Whole-genome alignments are invaluable for comparative genomics. Before doing any comparative analysis on a region of interest, one must have confidence in that region's alignment. We provide a methodology to measure the accuracy of arbitrary regions of these alignments, and apply it to the UCSC Genome Browser's 17-vertebrate alignment. We identify 9.7% (21 Mbp) of the human chromosome 1 alignment as suspiciously aligned. We present independent evidence that many of these suspicious regions represent misalignments.

Figure 1

Distribution of alignment segment p-values. Fraction of residues in segments of length at least 50 bp plotted against the p-value of that segment's score, for the branches of the phylogeny incident on zebrafish, chicken, mouse, and chimp. The zebrafish and chicken graphs are so close as to be nearly indistinguishable.

Figure 2

Sample suspicious zebrafish alignment. The MULTIZ alignment block at human coordinates chr1: 87,801,892-87,801,950, covering 59 bp of human sequence. Lower case letters indicate disagreement with the human sequence.

Figure 3

Pie charts showing the genomic distribution of suspicious regions for zebrafish and mouse. UTR, untranslated region.

Figure 4

Distribution of BLASTX E-values in coding regions. (a) Distribution of BLASTX E-values for ℜ_zebrafish and low discordance (≤10^-10) zebrafish alignment regions intersecting human coding exons. The distribution is also plotted for random zebrafish nucleotide sequences. (b) The analogous distributions for mouse.

Figure 5

Percentage of frameshifted codons. Distribution of ℜ_zebrafish and low discordance (≤10^-10) zebrafish alignment regions intersecting some annotated human coding exons, plotted against the percentage of frameshifted zebrafish codons (in the region aligned to the human exon).

Figure 6

Specificity and sensitivity for simulated data.

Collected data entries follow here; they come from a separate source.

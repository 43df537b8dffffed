// file: src/store/edit.rs
// description: scripted edits applied to an open edit session

use crate::error::Result;
use crate::models::RepositoryInfo;
use crate::store::RepositoryStore;
use serde::{Deserialize, Serialize};

#[derive(Debug, Clone, PartialEq, Eq, Serialize, Deserialize)]
#[serde(tag = "action", rename_all = "lowercase")]
pub enum RepositoryEdit {
    Add(RepositoryInfo),
    Remove { url: String },
    Enable { url: String },
    Disable { url: String },
}

impl RepositoryEdit {
    pub fn apply(&self, store: &mut RepositoryStore) -> Result<()> {
        match self {
            RepositoryEdit::Add(entry) => store.add(entry.clone()),
            RepositoryEdit::Remove { url } => store.remove(url).map(|_| ()),
            RepositoryEdit::Enable { url } => store.set_enabled(url, true),
            RepositoryEdit::Disable { url } => store.set_enabled(url, false),
        }
    }

    pub fn apply_all(edits: &[RepositoryEdit], store: &mut RepositoryStore) -> Result<()> {
        edits.iter().try_for_each(|edit| edit.apply(store))
    }

    pub fn parse_script(contents: &str) -> Result<Vec<RepositoryEdit>> {
        serde_json::from_str(contents)
            .map_err(|e| crate::error::SyncError::Serialization(e.to_string()))
    }
}

#[cfg(test)]
mod tests {
    use super::*;
    use crate::error::SyncError;

    #[test]
    fn test_parse_and_apply_script() {
        let script = r#"[
            {"action": "add", "url": "https://example.com/c.json", "name": "C"},
            {"action": "disable", "url": "a"},
            {"action": "remove", "url": "a"}
        ]"#;
        let edits = RepositoryEdit::parse_script(script).unwrap();
        assert_eq!(edits.len(), 3);

        let mut store = RepositoryStore::new("local");
        store.load(vec![RepositoryInfo::new("a", "A")]).unwrap();
        RepositoryEdit::apply_all(&edits, &mut store).unwrap();

        let diff = store.diff();
        assert_eq!(diff.additions.len(), 1);
        assert_eq!(diff.removals.len(), 1);
        assert!(diff.toggles.is_empty());
    }

    #[test]
    fn test_failing_edit_stops_script() {
        let mut store = RepositoryStore::new("local");
        store
            .load(vec![RepositoryInfo::new("p", "P").protected()])
            .unwrap();

        let edits = vec![
            RepositoryEdit::Disable { url: "p".into() },
            RepositoryEdit::Remove { url: "p".into() },
            RepositoryEdit::Enable { url: "p".into() },
        ];
        let err = RepositoryEdit::apply_all(&edits, &mut store).unwrap_err();
        assert!(matches!(err, SyncError::ProtectedEntry { .. }));
        assert!(!store.working()[0].enabled);
    }

    #[test]
    fn test_malformed_script() {
        assert!(matches!(
            RepositoryEdit::parse_script(r#"[{"action": "rename"}]"#),
            Err(SyncError::Serialization(_))
        ));
    }
}
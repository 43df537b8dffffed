// file: src/gateway/mod.rs
// description: remote repository registry contract and its implementations
// reference: internal module structure

pub mod file;
pub mod http;

pub use file::FileGateway;
pub use http::HttpGateway;

use crate::config::{Config, GatewayKind};
use crate::error::Result;
use crate::models::{ChangeSet, RepositoryInfo};
use async_trait::async_trait;
use std::sync::Arc;

/// Listing and update calls against the service that owns the durable
/// repository list for a connection.
///
/// `update` must apply a change set all-or-nothing. Any error is treated by
/// callers as "nothing applied".
#[async_trait]
pub trait RemoteRepositoryGateway: Send + Sync {
    async fn list(&self, connection_id: &str) -> Result<Vec<RepositoryInfo>>;

    async fn update(&self, connection_id: &str, changes: &ChangeSet) -> Result<()>;
}

pub fn from_config(config: &Config) -> Result<Arc<dyn RemoteRepositoryGateway>> {
    let gateway: Arc<dyn RemoteRepositoryGateway> = match config.gateway.kind {
        GatewayKind::File => Arc::new(FileGateway::new(config.gateway.registry_path.clone())),
        GatewayKind::Http => Arc::new(HttpGateway::new(config.gateway.connections.clone())?),
    };
    Ok(gateway)
}
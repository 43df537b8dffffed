// file: src/models/mod.rs
// description: data models module exports
// reference: internal module structure

pub mod change_set;
pub mod repository;

pub use change_set::{BatchOperation, ChangeSet, RepositoryToggle};
pub use repository::RepositoryInfo;
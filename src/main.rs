// file: src/main.rs
// description: commandline application entry point with command handling
// reference: application bootstrap and orchestration

use anyhow::{Context, Result};
use clap::{ArgAction, Parser, Subcommand};
use indicatif::{ProgressBar, ProgressStyle};
use std::path::PathBuf;
use std::time::Duration;
use template_sync::utils::logging::{
    format_empty_listing, format_failure, format_outcome, format_pending, format_repository,
};
use template_sync::{
    Config, RepositoryEdit, RepositoryInfo, RepositoryStore, SubmitOutcome, SyncController,
    Validator, gateway,
};
use tokio_util::sync::CancellationToken;
use tracing::{info, warn};

#[derive(Parser)]
#[command(name = "template_sync")]
#[command(version)]
#[command(about = "Manage template source repositories for a connection", long_about = None)]
struct Cli {
    #[arg(
        short,
        long,
        value_name = "FILE",
        default_value = "config/default.toml"
    )]
    config: PathBuf,

    #[arg(long, default_value = "local", env = "TEMPLATE_SYNC_CONNECTION")]
    connection: String,

    #[arg(long, default_value_t = true, action = ArgAction::Set)]
    color: bool,

    #[arg(short, long, action = ArgAction::SetTrue)]
    verbose: bool,

    #[command(subcommand)]
    command: Commands,
}

#[derive(Subcommand)]
enum Commands {
    /// List the template sources of the connection
    List,

    /// Add a template source
    Add {
        url: String,

        #[arg(short, long)]
        name: String,

        #[arg(short, long, default_value = "")]
        description: String,

        #[arg(long)]
        disabled: bool,
    },

    /// Remove a template source
    Remove { url: String },

    /// Enable a template source
    Enable { url: String },

    /// Disable a template source
    Disable { url: String },

    /// Apply a JSON script of edits in one session
    Apply {
        #[arg(value_name = "FILE")]
        file: PathBuf,
    },
}

#[tokio::main]
async fn main() -> Result<()> {
    let cli = Cli::parse();

    colored::control::set_override(cli.color);
    template_sync::utils::logging::init_logger(cli.color, cli.verbose);

    let config = if cli.config.exists() {
        info!("Loading configuration from: {}", cli.config.display());
        Config::load(Some(cli.config.as_path())).context("Failed to load configuration")?
    } else {
        Config::load(None).unwrap_or_else(|e| {
            warn!("Falling back to built-in defaults: {}", e);
            Config::default_config()
        })
    };

    Validator::validate_connection_id(&cli.connection)?;

    let gateway = gateway::from_config(&config).context("Failed to create gateway")?;
    let controller = SyncController::new(gateway, config.sync.remote_call_timeout());

    let edits = match cli.command {
        Commands::List => {
            let store = fetch(&controller, &cli.connection).await?;
            print_repositories(&cli.connection, &store);
            return Ok(());
        }
        Commands::Add {
            url,
            name,
            description,
            disabled,
        } => {
            let entry = RepositoryInfo::new(url, name)
                .with_description(description)
                .with_enabled(!disabled);
            Validator::validate_repository(&entry)?;
            vec![RepositoryEdit::Add(entry)]
        }
        Commands::Remove { url } => vec![RepositoryEdit::Remove { url }],
        Commands::Enable { url } => vec![RepositoryEdit::Enable { url }],
        Commands::Disable { url } => vec![RepositoryEdit::Disable { url }],
        Commands::Apply { file } => {
            let contents = tokio::fs::read_to_string(&file)
                .await
                .with_context(|| format!("Failed to read {}", file.display()))?;
            let edits = RepositoryEdit::parse_script(&contents)?;
            for edit in &edits {
                if let RepositoryEdit::Add(entry) = edit {
                    Validator::validate_repository(entry)?;
                }
            }
            edits
        }
    };

    run_session(&controller, &cli.connection, &edits).await
}

fn cancel_on_ctrl_c(token: CancellationToken) -> CancellationToken {
    let trigger = token.clone();
    tokio::spawn(async move {
        if tokio::signal::ctrl_c().await.is_ok() {
            trigger.cancel();
        }
    });
    token
}

fn spinner(message: String) -> ProgressBar {
    let bar = ProgressBar::new_spinner();
    bar.set_style(
        ProgressStyle::default_spinner()
            .template("{spinner:.green} {msg}")
            .expect("Failed to create spinner template"),
    );
    bar.set_message(message);
    bar.enable_steady_tick(Duration::from_millis(100));
    bar
}

async fn fetch(controller: &SyncController, connection: &str) -> Result<RepositoryStore> {
    let bar = spinner(format!("Fetching template sources for {}", connection));
    let fetched = controller
        .begin_sync_with_cancel(connection, cancel_on_ctrl_c(CancellationToken::new()))
        .await;
    bar.finish_and_clear();

    fetched.with_context(|| {
        format!(
            "An error occurred trying to get the template sources for {}",
            connection
        )
    })
}

async fn run_session(
    controller: &SyncController,
    connection: &str,
    edits: &[RepositoryEdit],
) -> Result<()> {
    let mut store = fetch(controller, connection).await?;

    if let Err(e) = RepositoryEdit::apply_all(edits, &mut store) {
        println!("{}", format_failure(&e));
        return Err(e.into());
    }

    if !store.has_changes() {
        println!("{}", format_outcome(connection, &SubmitOutcome::NoChanges));
        return Ok(());
    }

    let handle = controller.commit(connection, &store)?;
    info!("Waiting for submission {}", handle.id());
    cancel_on_ctrl_c(handle.cancellation_token());
    let bar = spinner(format!("Updating template sources for {}", connection));
    let outcome = handle.wait().await;
    bar.finish_and_clear();

    match outcome {
        Ok(outcome) => {
            println!("{}", format_outcome(connection, &outcome));
            Ok(())
        }
        Err(e) => {
            println!("{}", format_failure(&e));
            println!("{}", format_pending(&store.diff()));
            Err(e).context("Failed to update template sources")
        }
    }
}

fn print_repositories(connection: &str, store: &RepositoryStore) {
    if store.working().is_empty() {
        println!("{}", format_empty_listing(connection));
        return;
    }

    for repo in store.working() {
        println!("{}", format_repository(repo));
    }
}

Results averaged over 25 simulated data sets, each of size approximately 100 Kb, that are aligned by TBA. (a) Specificity with respect to the same species: for each suspicious region reported by StatSigMA-w, the histogram shows the percentage of its columns for which the species reported as suspicious is actually misaligned by TBA. (b) Specificity with respect to any species: for each suspicious region reported by StatSigMA-w, the histogram shows the percentage of its columns for which any species is actually misaligned by TBA. (c) Sensitivity with respect to the same species: for each misalignment region, the histogram shows the percentage of its columns for which StatSigMA-w reports a p-value at least 0.1 for a branch attributable to the misaligned species. (d) Sensitivity with respect to any species: for each misalignment region, the histogram shows the percentage of its columns for which StatSigMA-w reports a p-value at least 0.1 for any branch.